Affaire FRIVAO : Mutamba absent, nouvelle audience prévue le 13 juillet 2026
Devant la Cour d’appel de Kinshasa‑Gombe, une chaise demeure inoccupée depuis le printemps 2026. Cette place était réservée à Constant Mutamba, ancien ministre d’État à la Justice, désormais cité comme témoin dans le volet du procès du FRIVAO visant plusieurs co‑accusés.
Les archives judiciaires indiquent que Mutamba a été convoqué pour la première fois le 5 mai 2026. À cette date, il ne s’est pas présenté, prétextant des raisons de santé. Une seconde convocation, fixée au 19 mai 2026, a connu le même résultat : le témoin n’a pas comparu, invoquant de nouveau des problèmes de santé. Face à ces absences répétées, la Cour a décidé de poursuivre la procédure sans la présence du témoin, estimant que le retard ne pouvait plus être justifié.
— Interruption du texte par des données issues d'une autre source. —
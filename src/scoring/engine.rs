use serde::{Deserialize, Serialize};

use super::config::ScoringConfig;

/// History-derived inputs for one committee in one drawn run.
#[derive(Debug, Clone, Copy, PartialEq, Eq, Default)]
pub struct CommitteeStats {
    pub count: u32,
    pub occurrences: u32,
    pub competitions_since_last_trace: u32,
}

/// The three multiplicands of a final score, kept for explanation.
#[derive(Debug, Clone, Copy, PartialEq, Serialize, Deserialize)]
pub struct ScoreBreakdown {
    pub base_percentage: f64,
    pub occurrence_weight: f64,
    pub recency_weight: f64,
}

#[derive(Debug, Clone, Copy, PartialEq)]
pub struct ScoreResult {
    pub score: f64,
    pub breakdown: ScoreBreakdown,
}

/// Weighted share of the run's competitors, in percent.
///
/// `total` must be positive; callers reject zero-total runs beforehand.
pub fn base_percentage(count: u32, total: u32, config: &ScoringConfig) -> f64 {
    debug_assert!(total > 0, "base percentage needs a positive total");
    100.0 * count as f64 / total as f64 * config.base_percentage_weight
}

/// Penalty for trace duty already done: `1 / (occurrences * divider)`.
/// A committee that has not traced yet is not penalized at all.
pub fn occurrence_weight(occurrences: u32, config: &ScoringConfig) -> f64 {
    if !config.occurrence_weight_enabled || occurrences == 0 {
        return 1.0;
    }
    1.0 / (occurrences as f64 * config.occurrence_divider)
}

/// Bonus for waiting. Floors at `min ^ power` for recent tracers.
pub fn recency_weight(competitions_since_last_trace: u32, config: &ScoringConfig) -> f64 {
    if !config.competitions_since_last_trace_weight_enabled {
        return 1.0;
    }
    (competitions_since_last_trace as f64)
        .max(config.competitions_since_last_trace_min)
        .powf(config.competitions_since_last_trace_power)
}

/// Final weighted score of one committee for one drawn run.
pub fn calculate_score(stats: &CommitteeStats, total: u32, config: &ScoringConfig) -> ScoreResult {
    let breakdown = ScoreBreakdown {
        base_percentage: base_percentage(stats.count, total, config),
        occurrence_weight: occurrence_weight(stats.occurrences, config),
        recency_weight: recency_weight(stats.competitions_since_last_trace, config),
    };

    ScoreResult {
        score: breakdown.base_percentage * breakdown.occurrence_weight * breakdown.recency_weight,
        breakdown,
    }
}

#[cfg(test)]
mod tests {
    use super::*;

    fn stats(count: u32, occurrences: u32, since: u32) -> CommitteeStats {
        CommitteeStats {
            count,
            occurrences,
            competitions_since_last_trace: since,
        }
    }

    #[test]
    fn test_base_percentage_share() {
        let config = ScoringConfig::default();
        assert_eq!(base_percentage(25, 100, &config), 25.0);
        assert_eq!(base_percentage(0, 100, &config), 0.0);
    }

    #[test]
    fn test_base_percentage_weight_doubles() {
        let config = ScoringConfig {
            base_percentage_weight: 2.0,
            ..ScoringConfig::default()
        };
        assert_eq!(base_percentage(10, 100, &config), 20.0);
        assert_eq!(base_percentage(20, 100, &config), 40.0);
    }

    #[test]
    fn test_base_percentages_sum_to_weighted_hundred() {
        let counts = [3u32, 7, 11, 0, 29];
        let total: u32 = counts.iter().sum();
        for weight in [1.0, 2.0, 0.5] {
            let config = ScoringConfig {
                base_percentage_weight: weight,
                ..ScoringConfig::default()
            };
            let sum: f64 = counts
                .iter()
                .map(|c| base_percentage(*c, total, &config))
                .sum();
            assert!((sum - 100.0 * weight).abs() < 1e-9);
        }
    }

    #[test]
    fn test_occurrence_weight_values() {
        let config = ScoringConfig {
            occurrence_divider: 2.0,
            ..ScoringConfig::default()
        };
        assert_eq!(occurrence_weight(1, &config), 0.5);
        assert_eq!(occurrence_weight(2, &config), 0.25);
        assert_eq!(occurrence_weight(0, &config), 1.0);
    }

    #[test]
    fn test_occurrence_weight_never_traced_beats_three() {
        let config = ScoringConfig::default();
        assert!(occurrence_weight(0, &config) >= occurrence_weight(3, &config));
        assert!(occurrence_weight(2, &config) > occurrence_weight(3, &config));
    }

    #[test]
    fn test_occurrence_weight_strictly_decreasing_once_traced() {
        let config = ScoringConfig::default();
        let weights: Vec<f64> = (1..6).map(|n| occurrence_weight(n, &config)).collect();
        assert!(weights.windows(2).all(|w| w[0] > w[1]));
    }

    #[test]
    fn test_occurrence_weight_disabled() {
        let config = ScoringConfig {
            occurrence_weight_enabled: false,
            ..ScoringConfig::default()
        };
        assert_eq!(occurrence_weight(5, &config), 1.0);
    }

    #[test]
    fn test_recency_weight_power() {
        let config = ScoringConfig {
            competitions_since_last_trace_power: 2.0,
            competitions_since_last_trace_min: 1.0,
            ..ScoringConfig::default()
        };
        assert_eq!(recency_weight(2, &config), 4.0);
        assert_eq!(recency_weight(3, &config), 9.0);
        assert_eq!(recency_weight(4, &config), 16.0);
    }

    #[test]
    fn test_recency_weight_floors_at_min() {
        let config = ScoringConfig {
            competitions_since_last_trace_power: 2.0,
            competitions_since_last_trace_min: 3.0,
            ..ScoringConfig::default()
        };
        assert_eq!(recency_weight(0, &config), 9.0);
        assert_eq!(recency_weight(2, &config), 9.0);
        assert_eq!(recency_weight(4, &config), 16.0);
    }

    #[test]
    fn test_recency_weight_disabled() {
        let config = ScoringConfig {
            competitions_since_last_trace_weight_enabled: false,
            ..ScoringConfig::default()
        };
        assert_eq!(recency_weight(12, &config), 1.0);
    }

    #[test]
    fn test_full_score_matches_breakdown() {
        let config = ScoringConfig::default();
        // A: 10 of 30, never traced, 4 competitions waiting
        let result = calculate_score(&stats(10, 0, 4), 30, &config);

        assert!((result.breakdown.base_percentage - 33.333).abs() < 0.01);
        assert_eq!(result.breakdown.occurrence_weight, 1.0);
        assert!((result.breakdown.recency_weight - 8.0).abs() < 1e-9);
        assert!((result.score - 266.667).abs() < 0.01);
    }

    #[test]
    fn test_proportional_only_score_is_share() {
        let config = ScoringConfig::proportional_only();
        let result = calculate_score(&stats(15, 7, 9), 60, &config);
        assert_eq!(result.score, 25.0);
    }

    #[test]
    fn test_score_is_reproducible() {
        let config = ScoringConfig::default();
        let input = stats(13, 2, 5);
        let first = calculate_score(&input, 41, &config);
        let second = calculate_score(&input, 41, &config);
        assert_eq!(first, second);
        assert_eq!(first.score.to_bits(), second.score.to_bits());
    }
}
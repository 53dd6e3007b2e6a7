use chrono::NaiveDate;

use crate::date::{format_date, parse_date};

const SEPARATOR: char = '_';

/// Lower-case and join whitespace-separated words with `_`.
fn normalize_segment(s: &str) -> String {
    s.split_whitespace()
        .collect::<Vec<_>>()
        .join("_")
        .to_lowercase()
}

/// Identity of a competition in the history ledger: `date_location_discipline`.
///
/// Capitalization and spacing differences in location or discipline map to
/// the same key.
pub fn history_key(date: NaiveDate, location: &str, discipline: &str) -> String {
    format!(
        "{}{sep}{}{sep}{}",
        format_date(date),
        normalize_segment(location),
        normalize_segment(discipline),
        sep = SEPARATOR
    )
}

/// Date embedded at the front of a history key, if it parses.
pub fn key_date(key: &str) -> Option<NaiveDate> {
    let date_part = key.split(SEPARATOR).next()?;
    parse_date(date_part).ok()
}
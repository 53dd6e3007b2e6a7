//! Competition dates are written `DD/MM/YYYY` everywhere: on the
//! registration site, in history keys and in configuration.

use chrono::NaiveDate;

pub const DATE_FORMAT: &str = "%d/%m/%Y";

pub fn parse_date(s: &str) -> Result<NaiveDate, chrono::ParseError> {
    NaiveDate::parse_from_str(s.trim(), DATE_FORMAT)
}

pub fn format_date(date: NaiveDate) -> String {
    date.format(DATE_FORMAT).to_string()
}

/// `#[serde(with = "crate::date::dd_mm_yyyy")]` for `NaiveDate` fields.
pub mod dd_mm_yyyy {
    use chrono::NaiveDate;
    use serde::{Deserialize, Deserializer, Serializer};

    pub fn serialize<S: Serializer>(date: &NaiveDate, serializer: S) -> Result<S::Ok, S::Error> {
        serializer.serialize_str(&super::format_date(*date))
    }

    pub fn deserialize<'de, D: Deserializer<'de>>(deserializer: D) -> Result<NaiveDate, D::Error> {
        let raw = String::deserialize(deserializer)?;
        super::parse_date(&raw).map_err(|e| {
            serde::de::Error::custom(format!("invalid date '{}', expected DD/MM/YYYY: {}", raw, e))
        })
    }
}
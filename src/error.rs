use thiserror::Error;

use crate::assign::Run;
use crate::committee::CommitteeCode;

/// Raised while turning raw registrations into committee counts.
#[derive(Error, Debug, Clone, PartialEq, Eq)]
pub enum ValidationError {
    #[error("Unknown committee code '{code}'")]
    UnknownCommittee { code: String },
}

/// Raised while building or amending the per-run assignment.
#[derive(Error, Debug, Clone, PartialEq, Eq)]
pub enum SchedulingError {
    #[error("{run}: no eligible committee to draw from")]
    EmptyCandidates { run: Run },

    #[error("{run}: candidate counts sum to zero, cannot normalize")]
    ZeroTotal { run: Run },

    #[error("{run} is assigned to the organizer and cannot be overridden")]
    NotDrawn { run: Run },

    #[error("{run}: committee {committee} is not a candidate")]
    NotACandidate { run: Run, committee: CommitteeCode },

    #[error("{run}: committee {committee} already traces the other drawn run")]
    AlreadyPicked { run: Run, committee: CommitteeCode },
}

#[derive(Error, Debug, Clone, PartialEq, Eq)]
pub enum Error {
    #[error(transparent)]
    Validation(#[from] ValidationError),

    #[error(transparent)]
    Scheduling(#[from] SchedulingError),
}

pub type Result<T, E = Error> = std::result::Result<T, E>;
Le débat public autour de l’affaire a mis en lumière la nouvelle date d’audience qui serait le 13 juillet 2026. Cette information, relayée dans le débat médiatique, reste toutefois à confirmer par une source judiciaire de première main, selon le texte source. Aucun communiqué officiel n’a encore été publié pour valider cette échéance.
Le procès du FRIVAO, qui se déroule à Kinshasa‑Gombe, implique plusieurs accusés dont les dossiers sont examinés dans le même volet que celui de Mutamba. Le rôle de l’ancien garde des Sceaux se limite, dans le cadre de ce procès, à celui de témoin, et non de partie directement poursuivie. Son absence, toutefois, soulève des questions quant à l’impact potentiel sur les témoignages attendus et sur la dynamique du procès.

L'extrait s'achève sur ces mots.